**WORK INSTRUCTION:** Sort through the entries below and pull out lines containing the word "only".
---+---
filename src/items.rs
pub mod domain;
pub mod dto;
pub mod factory;
pub mod repository;
//! Append-only transaction ledger
//!
//! This module provides the `TransactionLedger`, the source of truth for
//! payment history and refund eligibility.
//!
//! # Design
//!
//! Records are appended to a single `Vec` and never mutated or removed, so an
//! entry's position is its sequence number. Secondary indexes (payment by id,
//! occupying payment by order, refunds by payment, entries by account) hold
//! positions into that vector. Everything sits behind one
//! `parking_lot::RwLock`: appends take the write lock, history and stats take
//! the read lock.
//!
//! `created_at` is stamped at append time as `max(previous, now)`, so
//! timestamps never go backwards with respect to append order and
//! newest-first by sequence is also newest-first by time.
//!
//! # Lock Order
//!
//! Processors append while holding an account lock. The ledger never calls
//! back into the balance store, so the order is always account, then ledger.

use super::traits::Clock;
use crate::types::{
    AccountId, LedgerError, OrderId, PaymentStatus, PaymentTransaction, RefundStatus,
    RefundTransaction, TransactionId, TransactionRecord,
};
use chrono::{DateTime, Utc};
use parking_lot::RwLock;
use rust_decimal::Decimal;
use std::collections::{HashMap, VecDeque};
use std::sync::Arc;

/// Position in the ledger to continue a newest-first listing from
///
/// Opaque to callers; the next page holds entries strictly older than the
/// last one returned.
#[derive(Debug, Clone, Copy, PartialEq, Eq, Hash)]
pub struct HistoryCursor(u64);

/// One page of ledger entries, newest first
#[derive(Debug, Clone, PartialEq, Default)]
pub struct HistoryPage {
    pub entries: Vec<TransactionRecord>,

    /// `None` once the listing is exhausted
    pub next_cursor: Option<HistoryCursor>,
}

#[derive(Debug, Default)]
struct LedgerState {
    entries: Vec<TransactionRecord>,
    payments: HashMap<TransactionId, usize>,
    occupied_orders: HashMap<OrderId, TransactionId>,
    refunds: HashMap<TransactionId, Vec<usize>>,
    by_account: HashMap<AccountId, Vec<usize>>,
    last_created_at: Option<DateTime<Utc>>,
}

impl LedgerState {
    fn payment(&self, id: TransactionId) -> Option<&PaymentTransaction> {
        let position = *self.payments.get(&id)?;
        match &self.entries[position] {
            TransactionRecord::Payment(payment) => Some(payment),
            TransactionRecord::Refund(_) => None,
        }
    }

    fn refunded_total(&self, id: TransactionId) -> Decimal {
        self.refunds
            .get(&id)
            .into_iter()
            .flatten()
            .filter_map(|&position| match &self.entries[position] {
                TransactionRecord::Refund(refund) if refund.status == RefundStatus::Completed => {
                    Some(refund.amount.value())
                }
                _ => None,
            })
            .sum()
    }

    fn refundable(&self, payment: &PaymentTransaction) -> Decimal {
        if payment.status != PaymentStatus::Completed {
            return Decimal::ZERO;
        }
        payment.amount.value() - self.refunded_total(payment.transaction_id)
    }

    fn stamp(&mut self, now: DateTime<Utc>) -> DateTime<Utc> {
        let stamped = match self.last_created_at {
            Some(previous) if previous > now => previous,
            _ => now,
        };
        self.last_created_at = Some(stamped);
        stamped
    }

    fn push(&mut self, record: TransactionRecord) -> usize {
        let position = self.entries.len();
        self.by_account
            .entry(record.account_id())
            .or_default()
            .push(position);
        self.entries.push(record);
        position
    }

    fn positions(&self, account: Option<AccountId>) -> &[usize] {
        match account {
            Some(account_id) => self
                .by_account
                .get(&account_id)
                .map(Vec::as_slice)
                .unwrap_or(&[]),
            None => &[],
        }
    }
}

/// Append-only log of payments and refunds
#[derive(Debug)]
pub struct TransactionLedger {
    state: RwLock<LedgerState>,
    clock: Arc<dyn Clock>,
}

impl TransactionLedger {
    pub fn new(clock: Arc<dyn Clock>) -> Self {
        Self {
            state: RwLock::new(LedgerState::default()),
            clock,
        }
    }

    /// Append a payment record
    ///
    /// The record's `created_at` is overwritten with the append timestamp.
    ///
    /// # Returns
    ///
    /// The record as stored.
    ///
    /// # Errors
    ///
    /// Returns `DuplicateOrder` if a non-failed payment already exists for
    /// the order. Failed payments do not occupy their order.
    pub fn append_payment(
        &self,
        mut record: PaymentTransaction,
    ) -> Result<PaymentTransaction, LedgerError> {
        let now = self.clock.now();
        let mut state = self.state.write();

        if let Some(existing) = state.occupied_orders.get(&record.order_id) {
            return Err(LedgerError::duplicate_order(&record.order_id, *existing));
        }

        record.created_at = state.stamp(now);
        if record.status.occupies_order() {
            state
                .occupied_orders
                .insert(record.order_id.clone(), record.transaction_id);
        }
        let position = state.push(TransactionRecord::Payment(record.clone()));
        state.payments.insert(record.transaction_id, position);

        Ok(record)
    }

    /// Append a refund record
    ///
    /// Eligibility is expected to have been checked by the caller within the
    /// same account lock; the ledger re-verifies it.
    ///
    /// # Errors
    ///
    /// Returns `IntegrityViolation` if the referenced payment is missing or
    /// not completed, if the refund's account or funding source differs from
    /// the payment's, or if a completed refund would exceed what remains
    /// refundable.
    pub fn append_refund(
        &self,
        mut record: RefundTransaction,
    ) -> Result<RefundTransaction, LedgerError> {
        let now = self.clock.now();
        let mut state = self.state.write();

        let payment = state
            .payment(record.payment_transaction_id)
            .ok_or_else(|| {
                LedgerError::integrity_violation(format!(
                    "refund {} references unknown payment {}",
                    record.refund_id, record.payment_transaction_id
                ))
            })?;

        if payment.status != PaymentStatus::Completed
            || payment.account_id != record.account_id
            || payment.source != record.source
            || payment.order_id != record.order_id
        {
            let error = LedgerError::integrity_violation(format!(
                "refund {} does not match payment {}",
                record.refund_id, payment.transaction_id
            ));
            tracing::error!(%error, "rejected refund append");
            return Err(error);
        }

        if record.status == RefundStatus::Completed {
            let refundable = state.refundable(payment);
            if record.amount.value() > refundable {
                let error = LedgerError::integrity_violation(format!(
                    "refund {} of {} exceeds refundable {} on payment {}",
                    record.refund_id, record.amount, refundable, payment.transaction_id
                ));
                tracing::error!(%error, "rejected refund append");
                return Err(error);
            }
        }

        record.created_at = state.stamp(now);
        let position = state.push(TransactionRecord::Refund(record.clone()));
        state
            .refunds
            .entry(record.payment_transaction_id)
            .or_default()
            .push(position);

        Ok(record)
    }

    /// What may still be refunded against a payment
    ///
    /// Zero for payments that did not complete.
    ///
    /// # Errors
    ///
    /// Returns `IntegrityViolation` if the payment is not in the ledger.
    pub fn refundable_amount(&self, payment_id: TransactionId) -> Result<Decimal, LedgerError> {
        let state = self.state.read();
        let payment = state.payment(payment_id).ok_or_else(|| {
            LedgerError::integrity_violation(format!("unknown payment {}", payment_id))
        })?;
        Ok(state.refundable(payment))
    }

    pub fn payment(&self, payment_id: TransactionId) -> Option<PaymentTransaction> {
        self.state.read().payment(payment_id).cloned()
    }

    /// The payment currently occupying an order, if any
    pub fn payment_for_order(&self, order_id: &str) -> Option<PaymentTransaction> {
        let state = self.state.read();
        let id = *state.occupied_orders.get(order_id)?;
        state.payment(id).cloned()
    }

    /// Refunds recorded against a payment, oldest first
    pub fn refunds_for_payment(&self, payment_id: TransactionId) -> Vec<RefundTransaction> {
        let state = self.state.read();
        state
            .refunds
            .get(&payment_id)
            .into_iter()
            .flatten()
            .filter_map(|&position| match &state.entries[position] {
                TransactionRecord::Refund(refund) => Some(refund.clone()),
                TransactionRecord::Payment(_) => None,
            })
            .collect()
    }

    /// One page of entries, newest first
    ///
    /// # Arguments
    ///
    /// * `account` - Restrict to one account, or `None` for the whole ledger
    /// * `cursor` - Continue after a previous page; `None` starts at the newest entry
    /// * `limit` - Maximum number of entries in the page
    pub fn history_page(
        &self,
        account: Option<AccountId>,
        cursor: Option<HistoryCursor>,
        limit: usize,
    ) -> HistoryPage {
        let state = self.state.read();

        let (start, end) = match account {
            Some(_) => {
                let positions = state.positions(account);
                let end = match cursor {
                    Some(HistoryCursor(seq)) => positions.partition_point(|&p| (p as u64) < seq),
                    None => positions.len(),
                };
                (end.saturating_sub(limit), end)
            }
            None => {
                let end = match cursor {
                    Some(HistoryCursor(seq)) => (seq as usize).min(state.entries.len()),
                    None => state.entries.len(),
                };
                (end.saturating_sub(limit), end)
            }
        };

        let position_at = |i: usize| match account {
            Some(_) => state.positions(account)[i],
            None => i,
        };

        let entries: Vec<TransactionRecord> = (start..end)
            .rev()
            .map(|i| state.entries[position_at(i)].clone())
            .collect();

        let next_cursor = if start > 0 && !entries.is_empty() {
            Some(HistoryCursor(position_at(start) as u64))
        } else {
            None
        };

        HistoryPage {
            entries,
            next_cursor,
        }
    }

    /// Lazy newest-first iterator over an account's history
    ///
    /// Fetches `page_size` entries at a time. Entries appended after the
    /// iterator starts are not visited; calling `history` again restarts from
    /// the newest entry.
    pub fn history(&self, account_id: AccountId, page_size: usize) -> HistoryIter<'_> {
        HistoryIter {
            ledger: self,
            account_id,
            page_size: page_size.max(1),
            buffer: VecDeque::new(),
            cursor: None,
            exhausted: false,
        }
    }

    /// The most recent entries across all accounts, newest first
    pub fn recent(&self, limit: usize) -> Vec<TransactionRecord> {
        self.history_page(None, None, limit).entries
    }

    /// Visit every entry in append order, optionally restricted to one account
    pub fn scan<F>(&self, account: Option<AccountId>, mut f: F)
    where
        F: FnMut(&TransactionRecord),
    {
        let state = self.state.read();
        match account {
            Some(_) => state
                .positions(account)
                .iter()
                .for_each(|&position| f(&state.entries[position])),
            None => state.entries.iter().for_each(f),
        }
    }

    /// Copy of every entry in append order
    pub fn snapshot(&self) -> Vec<TransactionRecord> {
        self.state.read().entries.clone()
    }

    pub fn len(&self) -> usize {
        self.state.read().entries.len()
    }

    pub fn is_empty(&self) -> bool {
        self.len() == 0
    }
}

/// Iterator returned by [`TransactionLedger::history`]
#[derive(Debug)]
pub struct HistoryIter<'a> {
    ledger: &'a TransactionLedger,
    account_id: AccountId,
    page_size: usize,
    buffer: VecDeque<TransactionRecord>,
    cursor: Option<HistoryCursor>,
    exhausted: bool,
}

impl Iterator for HistoryIter<'_> {
    type Item = TransactionRecord;

    fn next(&mut self) -> Option<Self::Item> {
        if self.buffer.is_empty() && !self.exhausted {
            let page = self
                .ledger
                .history_page(Some(self.account_id), self.cursor, self.page_size);
            self.exhausted = page.next_cursor.is_none();
            self.cursor = page.next_cursor;
            self.buffer.extend(page.entries);
        }
        self.buffer.pop_front()
    }
}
---+---
**ANSWER SPACE:**
//! Append-only transaction ledger
/// Append-only log of payments and refunds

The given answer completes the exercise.